The Meaning of “Self-Medication”

The biggest problem with “self-medication” is when it takes on a life of its own. Let’s say you drink, to self-medicate over anxiety about aspects of your life. Instead of thinking and doing something about those problems, you simply continue to drink. The result of not thinking or doing anything about those problems leads to greater anxiety, because unaddressed problems only worsen. So what to do next? Drink more. This cycle continues until drinking is so much a part of your life, and thinking or problem-solving so little a part of your life, that in effect you become paralyzed. The same is true with other “self-medicating” behaviors such as drug abuse, compulsive shopping, compulsive gambling, porn addiction, television addiction, or just about anything else.
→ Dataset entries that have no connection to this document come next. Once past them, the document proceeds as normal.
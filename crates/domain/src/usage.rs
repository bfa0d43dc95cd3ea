//! Usage ledger records.

use chrono::{DateTime, Duration, SubsecRound, Utc};
use serde::{Deserialize, Serialize};
use uuid::Uuid;

/// Token usage reported by a provider for one completion.
#[derive(Debug, Clone, Copy, Default, PartialEq, Eq, Serialize, Deserialize)]
pub struct TokenUsage {
    pub prompt_tokens: u32,
    pub completion_tokens: u32,
    pub total_tokens: u32,
}

impl TokenUsage {
    /// Component-wise sum, used to total several completions in one turn.
    pub fn add(self, other: TokenUsage) -> TokenUsage {
        TokenUsage {
            prompt_tokens: self.prompt_tokens.saturating_add(other.prompt_tokens),
            completion_tokens: self.completion_tokens.saturating_add(other.completion_tokens),
            total_tokens: self.total_tokens.saturating_add(other.total_tokens),
        }
    }
}

/// One immutable usage fact: a completed or attempted model invocation.
///
/// Events are appended once and never updated; the retention sweep is the
/// only thing that removes them.
#[derive(Debug, Clone, PartialEq, Serialize, Deserialize)]
#[serde(rename_all = "camelCase")]
pub struct UsageEvent {
    pub id: Uuid,
    pub user_id: String,
    pub model_id: String,
    pub tokens_used: u64,
    /// Normally 1.
    pub request_count: u32,
    pub occurred_at: DateTime<Utc>,
    /// Failed invocations are kept for analytics but never consume quota.
    pub success: bool,
    #[serde(default, skip_serializing_if = "Option::is_none")]
    pub agent_used: Option<String>,
    #[serde(default, skip_serializing_if = "Option::is_none")]
    pub endpoint: Option<String>,
}

impl UsageEvent {
    /// A single-request event stamped with `occurred_at`, truncated to the
    /// microsecond precision every ledger backend keeps.
    pub fn new(
        user_id: impl Into<String>,
        model_id: impl Into<String>,
        tokens_used: u64,
        success: bool,
        occurred_at: DateTime<Utc>,
    ) -> Self {
        Self {
            id: Uuid::new_v4(),
            user_id: user_id.into(),
            model_id: model_id.into(),
            tokens_used,
            request_count: 1,
            occurred_at: occurred_at.trunc_subsecs(6),
            success,
            agent_used: None,
            endpoint: None,
        }
    }

    pub fn with_agent(mut self, agent: Option<&str>) -> Self {
        self.agent_used = agent.map(str::to_owned);
        self
    }

    pub fn with_endpoint(mut self, endpoint: Option<&str>) -> Self {
        self.endpoint = endpoint.map(str::to_owned);
        self
    }
}

/// Request and token totals for one (user, model) pair inside one window.
#[derive(Debug, Clone, Copy, Default, PartialEq, Eq, Serialize, Deserialize)]
pub struct WindowTotals {
    pub requests: u64,
    pub tokens: u64,
}

/// Aggregated analytics over a time range. Unlike quota windows these
/// include failed events.
#[derive(Debug, Clone, Copy, Default, PartialEq, Serialize, Deserialize)]
#[serde(rename_all = "camelCase")]
pub struct UsageStats {
    pub total_requests: u64,
    pub total_tokens: u64,
    /// Percentage of successful events, `0.0` when there are none.
    pub success_rate: f64,
}

/// Look-back ranges accepted by the usage analytics endpoint.
#[derive(Debug, Clone, Copy, Default, PartialEq, Eq, Serialize, Deserialize)]
pub enum StatsRange {
    #[serde(rename = "1h")]
    LastHour,
    #[default]
    #[serde(rename = "24h")]
    LastDay,
    #[serde(rename = "7d")]
    LastWeek,
    #[serde(rename = "30d")]
    LastMonth,
}

impl StatsRange {
    pub fn duration(self) -> Duration {
        match self {
            StatsRange::LastHour => Duration::hours(1),
            StatsRange::LastDay => Duration::hours(24),
            StatsRange::LastWeek => Duration::days(7),
            StatsRange::LastMonth => Duration::days(30),
        }
    }

    /// Parse the short form (`1h`, `24h`, `7d`, `30d`). Anything else falls
    /// back to the last 24 hours.
    pub fn parse_or_default(raw: Option<&str>) -> Self {
        match raw {
            Some("1h") => StatsRange::LastHour,
            Some("7d") => StatsRange::LastWeek,
            Some("30d") => StatsRange::LastMonth,
            _ => StatsRange::LastDay,
        }
    }
}
pub mod openai_compat;
pub mod registry;
pub mod traits;
pub(crate) mod util;

// Re-exports for convenience.
pub use registry::ProviderRegistry;
pub use traits::{ChatRequest, ChatResponse, LlmProvider};
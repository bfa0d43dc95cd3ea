//! In-process provider double that replays canned responses.

use std::collections::VecDeque;
use std::sync::Mutex;

use cg_domain::error::{Error, Result};
use cg_domain::tool::ToolCall;
use cg_domain::usage::TokenUsage;
use cg_providers::{ChatRequest, ChatResponse, LlmProvider};
use serde_json::Value;

pub struct ScriptedProvider {
    replies: Mutex<VecDeque<Result<ChatResponse>>>,
    seen: Mutex<Vec<ChatRequest>>,
}

impl ScriptedProvider {
    pub fn new(replies: Vec<ChatResponse>) -> Self {
        Self::with_results(replies.into_iter().map(Ok).collect())
    }

    /// Script that may also replay provider errors.
    pub fn with_results(replies: Vec<Result<ChatResponse>>) -> Self {
        Self {
            replies: Mutex::new(replies.into()),
            seen: Mutex::new(Vec::new()),
        }
    }

    pub fn requests(&self) -> Vec<ChatRequest> {
        self.seen.lock().unwrap().clone()
    }
}

fn usage(tokens: u32) -> Option<TokenUsage> {
    Some(TokenUsage {
        prompt_tokens: 0,
        completion_tokens: tokens,
        total_tokens: tokens,
    })
}

pub fn text_reply(content: &str, tokens: u32) -> ChatResponse {
    ChatResponse {
        content: content.into(),
        usage: usage(tokens),
        model: "test-model".into(),
        finish_reason: Some("stop".into()),
        ..Default::default()
    }
}

pub fn tool_reply(tool: &str, arguments: Value, tokens: u32) -> ChatResponse {
    ChatResponse {
        tool_calls: vec![ToolCall {
            call_id: "call_1".into(),
            tool_name: tool.into(),
            arguments,
        }],
        usage: usage(tokens),
        model: "test-model".into(),
        finish_reason: Some("tool_calls".into()),
        ..Default::default()
    }
}

#[async_trait::async_trait]
impl LlmProvider for ScriptedProvider {
    async fn chat(&self, req: &ChatRequest) -> Result<ChatResponse> {
        self.seen.lock().unwrap().push(req.clone());
        self.replies.lock().unwrap().pop_front().unwrap_or_else(|| {
            Err(Error::Provider {
                provider: "scripted".into(),
                message: "script exhausted".into(),
            })
        })
    }

    fn provider_id(&self) -> &str {
        "scripted"
    }
}
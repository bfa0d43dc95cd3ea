//! Provider registry.
//!
//! Constructs and holds all configured LLM provider instances. At startup the
//! registry reads the [`LlmConfig`], resolves authentication and instantiates
//! an adapter for each configured provider.

use crate::openai_compat::OpenAiCompatProvider;
use crate::traits::LlmProvider;
use cg_domain::config::{LlmConfig, LlmStartupPolicy, ProviderKind};
use cg_domain::error::{Error, Result};
use std::collections::HashMap;
use std::sync::Arc;
use std::time::Duration;

/// Holds all instantiated LLM providers keyed by config id.
#[derive(Default)]
pub struct ProviderRegistry {
    providers: HashMap<String, Arc<dyn LlmProvider>>,
}

impl ProviderRegistry {
    /// Build the registry from the application's [`LlmConfig`].
    ///
    /// Providers that fail to initialize are logged and skipped. If none
    /// initialize and the startup policy is `require_one`, this errors.
    pub fn from_config(config: &LlmConfig) -> Result<Self> {
        let timeout = Duration::from_millis(config.default_timeout_ms);
        let mut registry = Self::default();

        for pc in &config.providers {
            let result = match pc.kind {
                ProviderKind::OpenaiCompat => OpenAiCompatProvider::from_config(pc, timeout)
                    .map(|p| Arc::new(p) as Arc<dyn LlmProvider>),
            };

            match result {
                Ok(provider) => {
                    tracing::info!(provider_id = %pc.id, kind = ?pc.kind, "registered LLM provider");
                    registry.insert(provider);
                }
                Err(e) => {
                    tracing::warn!(
                        provider_id = %pc.id,
                        kind = ?pc.kind,
                        error = %e,
                        "failed to initialize LLM provider, skipping"
                    );
                }
            }
        }

        if registry.is_empty() {
            if config.startup_policy == LlmStartupPolicy::RequireOne {
                return Err(Error::Config(
                    "no LLM provider initialized and llm.startup_policy = require_one".into(),
                ));
            }
            tracing::warn!("no LLM providers initialized; chat will fail until one is configured");
        }

        Ok(registry)
    }

    /// Register an already-built provider under its own id.
    pub fn insert(&mut self, provider: Arc<dyn LlmProvider>) {
        self.providers
            .insert(provider.provider_id().to_string(), provider);
    }

    /// Look up a provider by its config id.
    pub fn get(&self, provider_id: &str) -> Option<Arc<dyn LlmProvider>> {
        self.providers.get(provider_id).cloned()
    }

    /// Number of registered providers.
    pub fn len(&self) -> usize {
        self.providers.len()
    }

    /// Whether the registry is empty.
    pub fn is_empty(&self) -> bool {
        self.providers.is_empty()
    }

    /// List all registered provider IDs (sorted).
    pub fn list_providers(&self) -> Vec<String> {
        let mut ids: Vec<String> = self.providers.keys().cloned().collect();
        ids.sort();
        ids
    }
}
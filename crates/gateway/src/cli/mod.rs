pub mod ask;
pub mod config;
pub mod quota;
pub mod sweep;

use clap::{Parser, Subcommand};

/// Concierge, a quota-aware chat gateway that routes messages to
/// specialized agents.
#[derive(Debug, Parser)]
#[command(name = "concierge", version, about)]
pub struct Cli {
    #[command(subcommand)]
    pub command: Option<Command>,
}

#[derive(Debug, Subcommand)]
pub enum Command {
    /// Start the gateway server (default when no subcommand is given).
    Serve,
    /// Run one message through quota admission and the supervisor.
    Ask {
        /// The message to send.
        message: String,
        /// User id the request is charged to (defaults to `auth.dev_user`).
        #[arg(long)]
        user: Option<String>,
        /// Skip classification and use this agent (calculator, weather).
        #[arg(long)]
        agent: Option<String>,
        /// Model override (defaults to `llm.default_model`).
        #[arg(long)]
        model: Option<String>,
        /// Output the full reply as JSON instead of plain text.
        #[arg(long)]
        json: bool,
    },
    /// Print quota status for a user.
    Quota {
        /// User id to inspect.
        user: String,
        /// Restrict to one model.
        #[arg(long)]
        model: Option<String>,
    },
    /// Delete usage events older than the retention horizon.
    Sweep {
        /// Retention in days (defaults to `quota.retention_days`).
        #[arg(long)]
        days: Option<u32>,
    },
    /// Configuration utilities.
    #[command(subcommand)]
    Config(ConfigCommand),
    /// Print version information.
    Version,
}

#[derive(Debug, Subcommand)]
pub enum ConfigCommand {
    /// Parse the config file and report any errors.
    Validate,
    /// Dump the resolved configuration (with defaults) as TOML.
    Show,
}

// ── Config loading helper ─────────────────────────────────────────────

/// Load the configuration from the path specified by `CONCIERGE_CONFIG` (or
/// `config.toml` by default).  Returns the parsed [`Config`] and the path
/// that was used. A missing file yields the defaults.
///
/// [`Config`]: cg_domain::config::Config
pub fn load_config() -> anyhow::Result<(cg_domain::config::Config, String)> {
    let config_path =
        std::env::var("CONCIERGE_CONFIG").unwrap_or_else(|_| "config.toml".into());
    let config = load_config_from(&config_path)?;
    Ok((config, config_path))
}

pub fn load_config_from(config_path: &str) -> anyhow::Result<cg_domain::config::Config> {
    if !std::path::Path::new(config_path).exists() {
        return Ok(cg_domain::config::Config::default());
    }
    let raw = std::fs::read_to_string(config_path)
        .map_err(|e| anyhow::anyhow!("reading {config_path}: {e}"))?;
    toml::from_str(&raw).map_err(|e| anyhow::anyhow!("parsing {config_path}: {e}"))
}
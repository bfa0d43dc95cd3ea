use cg_domain::error::Result;
use cg_domain::tool::{Message, ToolCall, ToolChoice, ToolDefinition};
use cg_domain::usage::TokenUsage;

// ━━━━━━━━━━━━━━━━━━━━━━━━━━━━━━━━━━━━━━━━━━━━━━━━━━━━━━━━━━━━━━━━━━
// Request / Response types
// ━━━━━━━━━━━━━━━━━━━━━━━━━━━━━━━━━━━━━━━━━━━━━━━━━━━━━━━━━━━━━━━━━━

/// A provider-agnostic chat completion request.
#[derive(Debug, Clone, Default)]
pub struct ChatRequest {
    /// The conversation messages to send.
    pub messages: Vec<Message>,
    /// Tool definitions the model may invoke.
    pub tools: Vec<ToolDefinition>,
    /// Whether the model may pick freely among `tools` or must call one.
    pub tool_choice: ToolChoice,
    /// Sampling temperature (0.0 – 2.0). `None` lets the provider choose.
    pub temperature: Option<f32>,
    /// Maximum tokens in the response. `None` lets the provider choose.
    pub max_tokens: Option<u32>,
    /// Model identifier override. When `None`, the provider uses its default.
    pub model: Option<String>,
}

impl ChatRequest {
    /// A request with no tools.
    pub fn new(messages: Vec<Message>) -> Self {
        Self {
            messages,
            ..Default::default()
        }
    }

    pub fn with_model(mut self, model: impl Into<String>) -> Self {
        self.model = Some(model.into());
        self
    }

    pub fn with_temperature(mut self, temperature: f32) -> Self {
        self.temperature = Some(temperature);
        self
    }

    /// Attach one tool and force the model to call it.
    pub fn forcing_tool(mut self, tool: ToolDefinition) -> Self {
        self.tool_choice = ToolChoice::Function {
            name: tool.name.clone(),
        };
        self.tools = vec![tool];
        self
    }
}

/// A provider-agnostic chat completion response.
#[derive(Debug, Clone, Default)]
pub struct ChatResponse {
    /// Textual content of the response. Empty when the model only called tools.
    pub content: String,
    /// Tool calls emitted by the model.
    pub tool_calls: Vec<ToolCall>,
    /// Token usage information.
    pub usage: Option<TokenUsage>,
    /// The model that actually produced the response.
    pub model: String,
    /// The reason the model stopped generating (e.g. "stop", "tool_calls").
    pub finish_reason: Option<String>,
}

impl ChatResponse {
    /// Total tokens billed for this completion, `0` when the provider did
    /// not report usage.
    pub fn total_tokens(&self) -> u64 {
        self.usage.map(|u| u64::from(u.total_tokens)).unwrap_or(0)
    }
}

// ━━━━━━━━━━━━━━━━━━━━━━━━━━━━━━━━━━━━━━━━━━━━━━━━━━━━━━━━━━━━━━━━━━
// Core provider trait
// ━━━━━━━━━━━━━━━━━━━━━━━━━━━━━━━━━━━━━━━━━━━━━━━━━━━━━━━━━━━━━━━━━━

/// Trait that every LLM adapter must implement.
///
/// Adapters translate between our internal types and a provider's HTTP wire
/// format. The gateway never retries a failed call.
#[async_trait::async_trait]
pub trait LlmProvider: Send + Sync {
    /// Send a chat completion request and wait for the full response.
    async fn chat(&self, req: &ChatRequest) -> Result<ChatResponse>;

    /// A unique identifier for this provider instance.
    fn provider_id(&self) -> &str;
}
//! Concierge gateway: HTTP surface, quota engine, supervisor and agents.

pub mod api;
pub mod bootstrap;
pub mod cli;
pub mod runtime;
pub mod state;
The issue is unhealthy escapism. It’s not the method with which you choose to escape that matters the most. What matters is WHAT you’re escaping. The hopeful aspect is that you can truthfully tell yourself: “I am free to resume thinking and problem-solving at any time. I can do this on my own, or I can hire or find others to do this with me–not for me, but with me. My capacity to think and problem-solve has diminished because it’s rusty, and I haven’t done it much lately. But the capacity is still there. If I learn, once again, to embrace thinking and problem-solving, it won’t be so terrifying to end the compulsive behavior.”